At the heart of our report was something very fundamental: walking has been replaced by car use as more people attain car access. Indeed, this is in some senses hardly newsworthy. To paraphrase one BBC radio presenter's introduction to an interview, people are being paid to tell us that walking is good for our health: what's going on?
Yet, this behavioural change over the past three decades is very important as it is a major driver, excuse the pun, of obesity and climate change. Let me explain.
Surprisingly to some, we are not consuming more calories but have substantially reduced calorie expenditure through mechanisation and particularly transport. The substitution of walking for car use, which we track through National Travel Survey data from 1975/76, shows time spent travelling by car each day rising while walking declines, and households without cars falling from 41% to 19% between 1975 and 2005. If a typical British adult were to walk for just one hour more a week - returning to the average walked by people without cars - it would prevent them gaining two stones over a decade and make a major contribution to halting the obesity crisis.
Main drivers walk half the distance of those in non-car households. Why? Because walking is often not seen as an acceptable means of transport. Habitual car use (what social psychologists call "automaticity") means repetition of yesterday's behaviour. And, this transfer from walking to car adds to carbon dioxide emissions too.

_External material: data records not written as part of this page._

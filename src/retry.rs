//! Reconnect delay policy.
//!
//! The default is a fixed delay between attempts. Growth and jitter are opt-in
//! tunables for endpoints where a fixed-interval retry loop is too aggressive.

use std::time::{Duration, SystemTime, UNIX_EPOCH};

/// Default delay before reconnecting after an unexpected close.
pub const DEFAULT_RECONNECT_DELAY: Duration = Duration::from_millis(1500);

/// Policy controlling automatic reconnection.
#[derive(Clone, Debug, PartialEq, Eq)]
pub struct ReconnectPolicy {
    /// Whether an unexpected close schedules a new attempt at all.
    pub enabled: bool,
    /// Delay used before the first reconnect attempt.
    pub delay: Duration,
    /// Upper bound for delay growth. Equal to `delay` for a fixed interval.
    pub max_delay: Duration,
    /// Maximum random jitter added to each delay.
    pub jitter: Duration,
}

impl ReconnectPolicy {
    /// Retries forever with the same delay between attempts.
    pub fn fixed(delay: Duration) -> Self {
        Self {
            enabled: true,
            delay,
            max_delay: delay,
            jitter: Duration::ZERO,
        }
    }

    /// Never reconnects automatically.
    pub fn disabled() -> Self {
        Self {
            enabled: false,
            ..Self::default()
        }
    }

    /// Computes the delay to apply before the given reconnect attempt.
    ///
    /// `attempt` is 1-based and counts consecutive closes since the last
    /// successful open.
    pub fn delay_for_attempt(&self, attempt: usize) -> Duration {
        let cap = self.max_delay.max(self.delay);
        let mut delay = self.delay;
        for _ in 1..attempt {
            if delay >= cap {
                break;
            }
            delay = std::cmp::min(delay.saturating_mul(2), cap);
        }
        delay + jitter_duration(self.jitter, attempt)
    }
}

impl Default for ReconnectPolicy {
    fn default() -> Self {
        Self::fixed(DEFAULT_RECONNECT_DELAY)
    }
}

fn jitter_duration(max_jitter: Duration, attempt: usize) -> Duration {
    if max_jitter.is_zero() {
        return Duration::ZERO;
    }

    let limit_nanos = max_jitter.as_nanos().min(u64::MAX as u128) as u64;
    if limit_nanos == 0 {
        return Duration::ZERO;
    }

    let now_nanos = SystemTime::now()
        .duration_since(UNIX_EPOCH)
        .unwrap_or_default()
        .subsec_nanos() as u64;
    let mixed = now_nanos ^ ((attempt as u64).wrapping_mul(0x9E37_79B9_7F4A_7C15));
    Duration::from_nanos(mixed % (limit_nanos + 1))
}
//! Websocket transport primitives.
//!
//! A [`Transport`] owns at most one live connection. Opening is asynchronous:
//! outcomes are reported through the [`TransportEvents`] sink handed to
//! [`Transport::open`], tagged with the generation of the attempt that
//! produced them.

use std::sync::atomic::{AtomicBool, Ordering};
use std::sync::Arc;
use std::time::Duration;

use futures_util::{SinkExt, StreamExt};
use thiserror::Error;
use tokio::net::TcpStream;
use tokio::sync::mpsc;
use tokio::time::Instant;
use tokio_tungstenite::tungstenite::protocol::CloseFrame;
use tokio_tungstenite::tungstenite::{Error as WsError, Message};
use tokio_tungstenite::{connect_async, MaybeTlsStream, WebSocketStream};
use tracing::debug;

use crate::stream::session::SessionEvent;

/// Identifies one connection attempt.
pub type Generation = u64;

const CLOSE_HANDSHAKE_TIMEOUT: Duration = Duration::from_secs(5);
const ABNORMAL_CLOSE_CODE: u16 = 1006;

type Socket = WebSocketStream<MaybeTlsStream<TcpStream>>;

/// Error reported by the underlying connection.
#[derive(Debug, Error)]
pub enum TransportError {
    /// Websocket protocol or I/O error.
    #[error("websocket error: {0}")]
    WebSocket(#[from] WsError),

    /// Error raised by a non-websocket transport.
    #[error("transport error: {0}")]
    Other(String),
}

/// Close code and reason of a finished connection.
#[derive(Clone, Debug, PartialEq, Eq)]
pub struct CloseInfo {
    /// Close code, or `None` when the peer sent an empty close frame.
    pub code: Option<u16>,
    /// Close reason text; empty when none was given.
    pub reason: String,
}

impl CloseInfo {
    pub fn new(code: u16, reason: impl Into<String>) -> Self {
        Self {
            code: Some(code),
            reason: reason.into(),
        }
    }

    /// Connection dropped without a close handshake.
    pub fn abnormal() -> Self {
        Self::new(ABNORMAL_CLOSE_CODE, "")
    }

    fn from_frame(frame: Option<CloseFrame<'_>>) -> Self {
        match frame {
            Some(frame) => Self::new(u16::from(frame.code), frame.reason.into_owned()),
            None => Self {
                code: None,
                reason: String::new(),
            },
        }
    }
}

/// Event raised by a transport connection.
#[derive(Debug)]
pub enum TransportEvent {
    /// Handshake completed; the connection accepts sends.
    Opened,
    /// One inbound frame, text or binary, as raw bytes.
    Frame(Vec<u8>),
    /// Connection or socket failure. A `Closed` event follows.
    Errored(TransportError),
    /// The connection ended. Raised once per connection.
    Closed(CloseInfo),
}

/// Sink through which a transport reports events for one connection attempt.
#[derive(Clone, Debug)]
pub struct TransportEvents {
    generation: Generation,
    tx: mpsc::UnboundedSender<SessionEvent>,
}

impl TransportEvents {
    pub(crate) fn new(generation: Generation, tx: mpsc::UnboundedSender<SessionEvent>) -> Self {
        Self { generation, tx }
    }

    pub fn generation(&self) -> Generation {
        self.generation
    }

    pub fn opened(&self) {
        self.emit(TransportEvent::Opened);
    }

    pub fn frame(&self, bytes: Vec<u8>) {
        self.emit(TransportEvent::Frame(bytes));
    }

    pub fn errored(&self, error: TransportError) {
        self.emit(TransportEvent::Errored(error));
    }

    pub fn closed(&self, info: CloseInfo) {
        self.emit(TransportEvent::Closed(info));
    }

    fn emit(&self, event: TransportEvent) {
        // The session may already be gone; late events are meaningless then.
        let _ = self.tx.send(SessionEvent::Transport {
            generation: self.generation,
            event,
        });
    }
}

/// Raw bidirectional connection primitive driven by the session.
pub trait Transport: Send {
    /// Starts a new connection attempt, replacing any previous connection.
    fn open(&mut self, endpoint: &str, events: TransportEvents);

    /// Queues a text frame. Silently dropped unless connected.
    fn send(&mut self, text: String);

    /// Starts a graceful shutdown. Idempotent.
    fn close(&mut self);

    fn is_connected(&self) -> bool;
}

enum SocketCommand {
    Send(String),
    Close,
}

/// [`Transport`] backed by `tokio-tungstenite`.
///
/// Each [`open`](Transport::open) spawns a worker task that owns the socket.
/// A connected worker emits exactly one `Closed` event when it ends; an
/// attempt cancelled by [`close`](Transport::close) before the handshake
/// completes ends silently.
#[derive(Debug, Default)]
pub struct WsTransport {
    connected: Arc<AtomicBool>,
    commands: Option<mpsc::UnboundedSender<SocketCommand>>,
}

impl WsTransport {
    pub fn new() -> Self {
        Self::default()
    }
}

impl Transport for WsTransport {
    fn open(&mut self, endpoint: &str, events: TransportEvents) {
        self.close();

        let (commands_tx, commands_rx) = mpsc::unbounded_channel();
        let connected = Arc::new(AtomicBool::new(false));
        self.connected = Arc::clone(&connected);
        self.commands = Some(commands_tx);

        let endpoint = endpoint.to_string();
        tokio::spawn(async move {
            socket_worker(endpoint, commands_rx, events, connected).await;
        });
    }

    fn send(&mut self, text: String) {
        if !self.is_connected() {
            return;
        }
        if let Some(commands) = &self.commands {
            let _ = commands.send(SocketCommand::Send(text));
        }
    }

    fn close(&mut self) {
        self.connected.store(false, Ordering::Release);
        if let Some(commands) = self.commands.take() {
            let _ = commands.send(SocketCommand::Close);
        }
    }

    fn is_connected(&self) -> bool {
        self.connected.load(Ordering::Acquire)
    }
}

async fn socket_worker(
    endpoint: String,
    mut commands: mpsc::UnboundedReceiver<SocketCommand>,
    events: TransportEvents,
    connected: Arc<AtomicBool>,
) {
    let mut socket = tokio::select! {
        result = connect_async(endpoint.as_str()) => match result {
            Ok((socket, _)) => socket,
            Err(err) => {
                events.errored(TransportError::WebSocket(err));
                events.closed(CloseInfo::abnormal());
                return;
            }
        },
        _ = wait_for_close(&mut commands) => {
            debug!(event = "ws_connect_cancelled", generation = events.generation());
            return;
        }
    };

    connected.store(true, Ordering::Release);
    events.opened();

    let info = run_socket(&mut socket, &mut commands, &events).await;

    connected.store(false, Ordering::Release);
    events.closed(info);
}

async fn run_socket(
    socket: &mut Socket,
    commands: &mut mpsc::UnboundedReceiver<SocketCommand>,
    events: &TransportEvents,
) -> CloseInfo {
    let mut close_deadline: Option<Instant> = None;

    loop {
        tokio::select! {
            command = commands.recv(), if close_deadline.is_none() => match command {
                Some(SocketCommand::Send(text)) => {
                    if let Err(err) = socket.send(Message::Text(text)).await {
                        events.errored(err.into());
                        return CloseInfo::abnormal();
                    }
                }
                Some(SocketCommand::Close) | None => {
                    if let Err(err) = socket.close(None).await {
                        debug!(event = "ws_close_send_failed", error = %err);
                        return CloseInfo::abnormal();
                    }
                    close_deadline = Some(Instant::now() + CLOSE_HANDSHAKE_TIMEOUT);
                }
            },
            inbound = socket.next() => match inbound {
                Some(Ok(Message::Text(text))) => events.frame(text.into_bytes()),
                Some(Ok(Message::Binary(bytes))) => events.frame(bytes),
                Some(Ok(Message::Ping(payload))) => {
                    let _ = socket.send(Message::Pong(payload)).await;
                }
                Some(Ok(Message::Close(frame))) => {
                    // Flushes the queued close reply.
                    let _ = socket.close(None).await;
                    return CloseInfo::from_frame(frame);
                }
                Some(Ok(_)) => {}
                Some(Err(WsError::ConnectionClosed)) | None => return CloseInfo::abnormal(),
                Some(Err(err)) => {
                    events.errored(err.into());
                    return CloseInfo::abnormal();
                }
            },
            _ = sleep_until_deadline(close_deadline) => {
                debug!(event = "ws_close_handshake_timeout");
                return CloseInfo::abnormal();
            }
        }
    }
}

async fn wait_for_close(commands: &mut mpsc::UnboundedReceiver<SocketCommand>) {
    // Sends are gated on `connected`, so only close requests arrive here.
    while let Some(command) = commands.recv().await {
        if matches!(command, SocketCommand::Close) {
            return;
        }
    }
}

async fn sleep_until_deadline(deadline: Option<Instant>) {
    match deadline {
        Some(deadline) => tokio::time::sleep_until(deadline).await,
        None => std::future::pending().await,
    }
}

So what are the solutions? Practically 38% of all journeys under two miles are by car and many of these could be replaced by walking. Yet, even with good intentions, many people remain locked into sedentary lifestyles through perceptions of time and physical barriers. Despite gym membership popularity (not gym use) the solution must be to walk (or cycle) for short journeys, as recommended by the chief medical officer. School exclusion zones are one means to achieve this, as well as improving the built environment, but we desperately need an overarching policy and programme to integrate transport and health. A national walking strategy would be a start.